# Import Libraries and Data

In [None]:
import ibis
import pandas as pd
import os

In [None]:
import getpass 
  
try: 
    
    p = getpass.getpass() 
except Exception as error: 
    print('ERROR', error) 
else: 
    print('Password entered:') 

### Import Data from Impala

In [None]:
hdfs = ibis.hdfs_connect(host=os.environ['HDFS_HOST'], port=50070)

In [None]:
client_impala = ibis.impala.connect(host=os.environ['IP_IMPALA'], port=21050, \
  hdfs_client=hdfs, user=os.environ['CHANDIMA_LOGIN'], password=getpass.getpass(), \
  auth_mechanism='PLAIN')


In [None]:
%%time
requete =client_impala.sql('SELECT * FROM open_data.clean_bank')
df = requete.execute()

In [None]:
df.head()

In [None]:
df.dtypes

### Check co-relation between the features

In [None]:
import seaborn as sns
from matplotlib import pyplot as plt
%matplotlib inline
sns.set(style="whitegrid")

In [None]:
plt.figure(figsize=(10,5))
sns.heatmap(df.corr())

# Identify the Distribution of Data

In [None]:
copy = df.copy()
copy.dropna(inplace = True)
sns.distplot(copy["age"])

In [None]:
copy = df.copy()
copy.dropna(inplace = True)
sns.distplot(copy["balance"])

In [None]:
copy = df.copy()
copy.dropna(inplace = True)
sns.distplot(copy["estimatedsalary"])

In [None]:
copy = df.copy()
copy.dropna(inplace = True)
sns.distplot(copy["tenure"])

In [None]:
copy = df.copy()
copy.dropna(inplace = True)
sns.distplot(copy["isactivemember"])

Age and Balance are normaly distributed. Tenure and isactivemember are uniformly disributed. These distibutions are useful when to replace null values. Either by mean or median.

# Plots and Visualization

### Customer Exited vs Not Exited

In [None]:
sns.countplot(x="exited", data=df)
plt.title("Exited vs Not-Exited")
plt.show()

### Churn according to Gender

In [None]:
sns.countplot('gender',data=df,hue='exited').set_title('Churn with Gender')
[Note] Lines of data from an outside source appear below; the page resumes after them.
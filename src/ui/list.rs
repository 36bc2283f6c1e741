use crate::types::{Package, PackageStatus, StateColors};
use eframe::emath::{Align2, Vec2};
use eframe::epaint::{FontId, StrokeKind};
use egui::{Response, Sense, Ui};

pub fn list_item(
    ui: &mut Ui,
    text: &str,
    size: Vec2,
    selected: bool,
    colors: StateColors,
) -> Response {
    let (rect, response) = ui.allocate_exact_size(size, Sense::click());

    if ui.is_rect_visible(rect) {
        let mut visuals = ui.style().interact_selectable(&response, selected);

        // Override background color based on state
        let bg_color = if selected {
            colors.selected.unwrap_or(visuals.bg_fill)
        } else if response.hovered() {
            colors.hover
        } else {
            colors.default
        };

        visuals.bg_fill = bg_color;

        let border_radius = 2.0;
        ui.painter()
            .rect_filled(rect, border_radius, visuals.bg_fill);
        ui.painter()
            .rect_stroke(rect, border_radius, visuals.bg_stroke, StrokeKind::Middle);

        // Draw left-aligned text
        let text_pos = rect.left_center() + Vec2::new(10.0, 0.0);
        ui.painter().text(
            text_pos,
            Align2::LEFT_CENTER,
            text,
            FontId::default(),
            visuals.text_color(),
        );
    }

    response
}

/// Sidebar label: title plus a marker for anything not plainly downloadable.
pub fn package_label(p: &Package) -> String {
    let title = if p.title.is_empty() { &p.pkg_name } else { &p.title };
    match p.status {
        PackageStatus::NeedsGet => title.to_string(),
        PackageStatus::NeedsUpdate => format!("{} • update", title),
        PackageStatus::Installed => format!("{} • installed", title),
        PackageStatus::LocalOnly => format!("{} • local", title),
    }
}

/// Indices of packages matching the search query and category.
///
/// The query matches title, name or author, case-insensitively.
pub fn filter_packages(packages: &[Package], query: &str, category: Option<&str>) -> Vec<usize> {
    let q = query.trim().to_lowercase();
    packages
        .iter()
        .enumerate()
        .filter(|(_, p)| category.is_none_or(|c| p.category == c))
        .filter(|(_, p)| {
            q.is_empty()
                || p.title.to_lowercase().contains(&q)
                || p.pkg_name.to_lowercase().contains(&q)
                || p.author.to_lowercase().contains(&q)
        })
        .map(|(i, _)| i)
        .collect()
}

/// Distinct categories in catalog order.
pub fn categories(packages: &[Package]) -> Vec<String> {
    let mut res: Vec<String> = Vec::new();
    for p in packages {
        if !p.category.is_empty() && !res.contains(&p.category) {
            res.push(p.category.clone());
        }
    }
    res
}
### Churn according to Geography

In [None]:
sns.countplot('geography',data=df,hue='exited').set_title('Churn According to Geography')
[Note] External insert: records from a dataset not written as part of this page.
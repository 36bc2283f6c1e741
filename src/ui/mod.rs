//! Egui-based UI for the store.
//!
//! This module defines the catalog state, the eframe App implementation, and
//! routes details-screen events to the navigation stack and background tasks
//! defined in ui::tasks.

use std::sync::{Arc, Mutex};
use std::time::Duration;

use eframe::{App, egui};
use tracing::info;

use crate::actions::{DetailsScreen, ScreenContext, ScreenEvent};
use crate::style::set_appkit_style;
use crate::types::Package;

use nav::Navigator;
use panels::side::SideAction;

/// Catalog state shared between the UI thread and the refresh worker.
pub struct GuiState {
    pub packages: Vec<Package>,
    pub search_query: String,
    pub category: Option<String>, // None = all categories
    pub refreshing: bool,

    // status log
    pub status_msgs: Vec<String>,
}

impl GuiState {
    pub fn new() -> Self {
        Self {
            packages: Vec::new(),
            search_query: String::new(),
            category: None,
            refreshing: false,
            status_msgs: Vec::new(),
        }
    }
}

/// Main eframe application: catalog sidebar plus a stack of details screens.
pub struct HbStoreApp {
    pub state: Arc<Mutex<GuiState>>,
    nav: Navigator<DetailsScreen>,
    screen_ctx: ScreenContext,
}

impl HbStoreApp {
    /// Start with an empty catalog and immediately trigger a refresh.
    pub fn new(egui_ctx: &egui::Context, screen_ctx: ScreenContext) -> Self {
        let state = Arc::new(Mutex::new(GuiState::new()));
        tasks::spawn_refresh_catalog(state.clone(), screen_ctx.store.clone(), Some(egui_ctx.clone()));
        Self {
            state,
            nav: Navigator::new(screen_ctx.gate.clone()),
            screen_ctx,
        }
    }

    fn open_details(&mut self, package: Package) {
        let screen = DetailsScreen::new(package, self.screen_ctx.clone());
        self.nav.replace(screen);
    }

    fn handle_event(&mut self, ctx: &egui::Context, event: ScreenEvent) {
        match event {
            ScreenEvent::Close => {
                self.nav.pop();
            }
            ScreenEvent::CloseAndRefresh { error } => {
                self.nav.clear();
                {
                    let mut s = self.state.lock().unwrap();
                    match error {
                        Some(e) => s.status_msgs.push(format!("Error: {}", e)),
                        None => s.status_msgs.push("Operation finished".to_string()),
                    }
                }
                tasks::spawn_refresh_catalog(self.state.clone(), self.screen_ctx.store.clone(), Some(ctx.clone()));
            }
            ScreenEvent::SearchAuthor(author) => {
                info!("showing packages by {}", author);
                {
                    let mut s = self.state.lock().unwrap();
                    s.search_query = author;
                    s.category = None;
                }
                self.nav.clear();
            }
            ScreenEvent::OpenDetails(package) => {
                let screen = DetailsScreen::new(*package, self.screen_ctx.clone());
                self.nav.push(screen);
            }
        }
    }
}

/// Egui frame update: drains operation progress, then lays out the panels.
impl App for HbStoreApp {
    fn update(&mut self, ctx: &egui::Context, _frame: &mut eframe::Frame) {
        // apply theme
        set_appkit_style(ctx);

        // pull updates from the running operation (non-blocking)
        let finished = self.nav.top_mut().and_then(|s| s.poll());
        if let Some(ev) = finished {
            self.handle_event(ctx, ev);
        }
        let busy = self.screen_ctx.gate.is_held() || self.nav.top_mut().is_some_and(|s| s.is_operating());

        panels::top::show(ctx);
        panels::bottom::show(ctx, &self.state);

        let selected = self.nav.top_mut().map(|s| s.package.pkg_name.clone());
        match panels::side::show(ctx, &self.state, busy, selected.as_deref()) {
            Some(SideAction::Open(package)) => self.open_details(package),
            Some(SideAction::Refresh) => {
                tasks::spawn_refresh_catalog(self.state.clone(), self.screen_ctx.store.clone(), Some(ctx.clone()));
            }
            None => {}
        }

        let event = match self.nav.top_mut() {
            Some(screen) => panels::central::show(ctx, screen),
            None => {
                panels::central::show_placeholder(ctx);
                None
            }
        };
        if let Some(ev) = event {
            self.handle_event(ctx, ev);
        }

        if busy {
            // keep polling the worker channel while it runs
            ctx.request_repaint_after(Duration::from_millis(16));
        }
    }
}

pub mod list;
pub mod nav;
pub mod panels;
pub mod tasks;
### Churn acording to Age Group

In [None]:
age_cat = df[['age','exited']]

In [None]:
age_cat.head()

In [None]:
r = [0, 15, 25, 35, 45, 55,120]
g = ['Children 0 - 15','Teenagers 16-25','Youth 26-35','Adult 36- 45','Mature 46- 55','Old 56+']
age_cat['Age_Category'] = pd.cut(age_cat['age'], bins=r, labels=g)

In [None]:
df_3 = age_cat.groupby('Age_Category').mean()
df_3.reset_index(inplace=True)
plt.figure(figsize=(6,8))
sns.barplot(x='Age_Category', y='exited', data=df_3,palette='plasma').set_title('Churn vs Age Category')
plt.xticks(plt.xticks()[0],g , rotation=45, ha="right")
plt.tight_layout()
plt.show()

# Feature Engineering

### One-Hot encoding our categorical attributes

In [None]:
list_cat = ['geography', 'gender']
training_data = pd.get_dummies(df, columns = list_cat, prefix = list_cat)

In [None]:
training_data.head()

### Feature Rescaling

In [None]:
from sklearn.preprocessing import StandardScaler
import numpy as np
scaler = StandardScaler()

In [None]:
#We need to reshape our data since the Scaler takes in arrays
creditscore_train = np.array(training_data["creditscore"]).reshape(-1, 1)
age_train = np.array(training_data["age"]).reshape(-1, 1)
balance_train = np.array(training_data["balance"]).reshape(-1, 1)
estimatedsalary_train = np.array(training_data["estimatedsalary"]).reshape(-1, 1)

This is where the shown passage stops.